Saved data entries
╭──

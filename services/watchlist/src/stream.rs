//! Item streams: what the wire actually carries
//!
//! An [`ItemStream`] is one request/response exchange with the provider.
//! Requests whose resolved (domain, key, QoS) are equal share one stream;
//! the stream sends a single request that aggregates their view, priority
//! and pause intent.

use feed_types::domain::DomainType;
use feed_types::ids::{ServiceId, StreamId};
use feed_types::key::MsgKey;
use feed_types::msg::Priority;
use feed_types::qos::Qos;
use feed_types::view::ViewSpec;

use crate::list::IndexList;
use crate::pool::Poolable;
use crate::post::PostTable;
use crate::timer::TimerId;
use crate::view::AggregateView;

/// Refresh bookkeeping of a stream.
#[derive(Debug, Clone, Copy, PartialEq, Eq, Default)]
pub enum RefreshState {
    #[default]
    None,
    /// Needs a refresh but the service's open window is full
    OpenWindowBlocked,
    /// A request asking for a refresh must be sent
    NeedsRefresh,
    RefreshPending,
    /// The outstanding refresh answers a view change
    ViewRefreshPending,
    /// Some parts of a multi-part refresh arrived
    PartialRefreshPending,
}

impl RefreshState {
    pub fn is_pending(&self) -> bool {
        matches!(
            self,
            RefreshState::RefreshPending
                | RefreshState::ViewRefreshPending
                | RefreshState::PartialRefreshPending
        )
    }
}

/// Provider-side state of a stream.
#[derive(Debug, Clone, Copy, PartialEq, Eq, Default)]
pub enum ProtocolState {
    #[default]
    Closed,
    Open,
    Suspect,
}

/// What makes two requests shareable.
#[derive(Debug, Clone, PartialEq, Eq, Hash)]
pub struct StreamAttributes {
    pub domain: DomainType,
    /// Key including the resolved service id
    pub key: MsgKey,
    pub qos: Qos,
}

impl Default for StreamAttributes {
    fn default() -> Self {
        Self {
            domain: DomainType::MarketPrice,
            key: MsgKey::default(),
            qos: Qos::realtime(),
        }
    }
}

/// One item stream and the requests sharing it.
#[derive(Debug, Default)]
pub struct ItemStream {
    pub stream_id: StreamId,
    pub service_id: ServiceId,
    pub attributes: StreamAttributes,
    pub private_stream: bool,
    pub protocol_state: ProtocolState,
    pub refresh_state: RefreshState,
    /// Queued for sending
    pub msg_pending: bool,
    /// The next send must solicit a refresh
    pub refresh_requested: bool,
    /// Pause currently on the wire
    pub paused: bool,
    /// A request went out and the provider has not closed the stream since
    pub established: bool,
    /// Requests sharing the stream, in attach order
    pub requests: IndexList,
    /// Streaming requests; snapshots are not counted
    pub streaming_count: usize,
    /// Streaming requests that asked for a pause. The wire pauses when it
    /// reaches `streaming_count`.
    pub paused_count: usize,
    /// Requests carrying a view
    pub view_count: usize,
    pub aggregate_view: Option<AggregateView>,
    /// The last request sent carried a view
    pub wire_view: bool,
    /// Priority carried by the last request sent
    pub wire_priority: Option<Priority>,
    /// Posts awaiting an ack on this stream
    pub posts: PostTable,
    pub request_timer: Option<TimerId>,
    /// Counted against the service's open window
    pub in_open_window: bool,
}

impl Poolable for ItemStream {
    fn reset(&mut self) {
        *self = Self::default();
    }
}

impl ItemStream {
    pub fn open(
        &mut self,
        stream_id: StreamId,
        service_id: ServiceId,
        attributes: StreamAttributes,
        private_stream: bool,
    ) {
        self.stream_id = stream_id;
        self.service_id = service_id;
        self.attributes = attributes;
        self.private_stream = private_stream;
    }

    pub fn domain(&self) -> DomainType {
        self.attributes.domain
    }

    pub fn is_streaming(&self) -> bool {
        self.streaming_count > 0
    }

    /// Pause goes on the wire only when every streaming request is paused.
    pub fn wire_pause(&self) -> bool {
        self.streaming_count > 0 && self.paused_count == self.streaming_count
    }

    /// Aggregate view for the next send. A single request without a view
    /// widens the stream to every field.
    pub fn desired_view(&self) -> Option<ViewSpec> {
        if self.view_count == 0 || self.view_count != self.requests.len() {
            return None;
        }
        self.aggregate_view.as_ref().and_then(AggregateView::wire_view)
    }
}

/// Highest priority class among `priorities`, with the counts at that class
/// summed. `None` when the result is the default priority.
pub fn aggregate_priority(priorities: impl IntoIterator<Item = Priority>) -> Option<Priority> {
    let mut best: Option<Priority> = None;
    for priority in priorities {
        best = Some(match best {
            Some(current) if current.class > priority.class => current,
            Some(current) if current.class == priority.class => Priority {
                class: current.class,
                count: current.count.saturating_add(priority.count),
            },
            _ => priority,
        });
    }
    best.filter(|p| *p != Priority::default())
}

#[cfg(test)]
mod tests {
    use super::*;
    use crate::view::View;
    use feed_types::view::ViewKind;

    #[test]
    fn test_attributes_equality_includes_service() {
        let a = StreamAttributes {
            domain: DomainType::MarketPrice,
            key: MsgKey::named("TRI.N").with_service_id(1),
            qos: Qos::realtime(),
        };
        let mut b = a.clone();
        assert_eq!(a, b);
        b.key.service_id = Some(2);
        assert_ne!(a, b);
    }

    #[test]
    fn test_reset_clears_everything() {
        let mut stream = ItemStream::default();
        stream.open(7, 1, StreamAttributes::default(), true);
        stream.msg_pending = true;
        stream.streaming_count = 2;
        stream.reset();
        assert_eq!(stream.stream_id, 0);
        assert!(!stream.private_stream);
        assert!(!stream.msg_pending);
        assert_eq!(stream.streaming_count, 0);
    }

    #[test]
    fn test_wire_pause_needs_every_streaming_request() {
        let mut stream = ItemStream::default();
        assert!(!stream.wire_pause());
        stream.streaming_count = 2;
        stream.paused_count = 1;
        assert!(!stream.wire_pause());
        stream.paused_count = 2;
        assert!(stream.wire_pause());
    }

    #[test]
    fn test_desired_view_requires_all_requests() {
        let mut stream = ItemStream::default();
        let mut aggregate = AggregateView::new(ViewKind::FieldIdList);
        aggregate
            .add_view(5, View::new(&ViewSpec::FieldIds(vec![22, 25])).unwrap())
            .unwrap();
        aggregate.merge();
        stream.aggregate_view = Some(aggregate);
        stream.view_count = 1;

        // No requests linked: counts disagree
        assert_eq!(stream.desired_view(), None);
    }

    #[test]
    fn test_priority_aggregation() {
        let p = |class, count| Priority { class, count };
        assert_eq!(aggregate_priority([]), None);
        assert_eq!(aggregate_priority([p(1, 1)]), None);
        assert_eq!(aggregate_priority([p(1, 1), p(1, 1)]), Some(p(1, 2)));
        assert_eq!(aggregate_priority([p(1, 5), p(3, 1), p(3, 2)]), Some(p(3, 3)));
    }

    #[test]
    fn test_refresh_state_pending() {
        assert!(RefreshState::RefreshPending.is_pending());
        assert!(RefreshState::PartialRefreshPending.is_pending());
        assert!(!RefreshState::NeedsRefresh.is_pending());
        assert!(!RefreshState::OpenWindowBlocked.is_pending());
    }
}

╰──

◆ **EXERCISE GOAL**
The required output is a copy of each line in the records where the string "priorities" occurs.

◆ **EXERCISE RESPONSE**
/// Highest priority class among `priorities`, with the counts at that class
pub fn aggregate_priority(priorities: impl IntoIterator<Item = Priority>) -> Option<Priority> {
    for priority in priorities {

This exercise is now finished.